**TASK STATEMENT:** The reply should hold every record, copied exactly.

(Dataset entries)
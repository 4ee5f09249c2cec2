use duration_str::deserialize_duration;
use serde::Deserialize;
use std::time::Duration;

const DEFAULT_CONFIG_FILE: &str = include_str!("happy.default.toml");

#[derive(Deserialize)]
#[serde(rename_all = "kebab-case")]
pub struct Config {
    pub api: Option<Api>,
    pub map: Option<Map>,
}

impl Default for Config {
    fn default() -> Self {
        let cfg: Self = toml::from_str(DEFAULT_CONFIG_FILE).expect("Default configuration");
        cfg
    }
}

#[derive(Deserialize)]
#[serde(rename_all = "kebab-case")]
pub struct Api {
    pub url: String,
    #[serde(deserialize_with = "deserialize_duration")]
    pub request_timeout: Duration,
}

impl Default for Api {
    fn default() -> Self {
        Config::default().api.expect("API configuration")
    }
}

#[derive(Deserialize)]
#[serde(rename_all = "kebab-case")]
pub struct Map {
    pub center: Point,
    pub lat_delta: f64,
    pub lng_delta: f64,
}

impl Default for Map {
    fn default() -> Self {
        Config::default().map.expect("Map configuration")
    }
}

#[derive(Deserialize)]
pub struct Point {
    pub lat: f64,
    pub lng: f64,
}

**RESULT FOR THIS TASK:**
repository 4ee5f09249c2cec2
use duration_str::deserialize_duration;
use serde::Deserialize;
use std::time::Duration;

const DEFAULT_CONFIG_FILE: &str = include_str!("happy.default.toml");

#[derive(Deserialize)]
#[serde(rename_all = "kebab-case")]
pub struct Config {
    pub api: Option<Api>,
    pub map: Option<Map>,
}

impl Default for Config {
    fn default() -> Self {
        let cfg: Self = toml::from_str(DEFAULT_CONFIG_FILE).expect("Default configuration");
        cfg
    }
}

#[derive(Deserialize)]
#[serde(rename_all = "kebab-case")]
pub struct Api {
    pub url: String,
    #[serde(deserialize_with = "deserialize_duration")]
    pub request_timeout: Duration,
}

impl Default for Api {
    fn default() -> Self {
        Config::default().api.expect("API configuration")
    }
}

#[derive(Deserialize)]
#[serde(rename_all = "kebab-case")]
pub struct Map {
    pub center: Point,
    pub lat_delta: f64,
    pub lng_delta: f64,
}

impl Default for Map {
    fn default() -> Self {
        Config::default().map.expect("Map configuration")
    }
}

#[derive(Deserialize)]
pub struct Point {
    pub lat: f64,
    pub lng: f64,
}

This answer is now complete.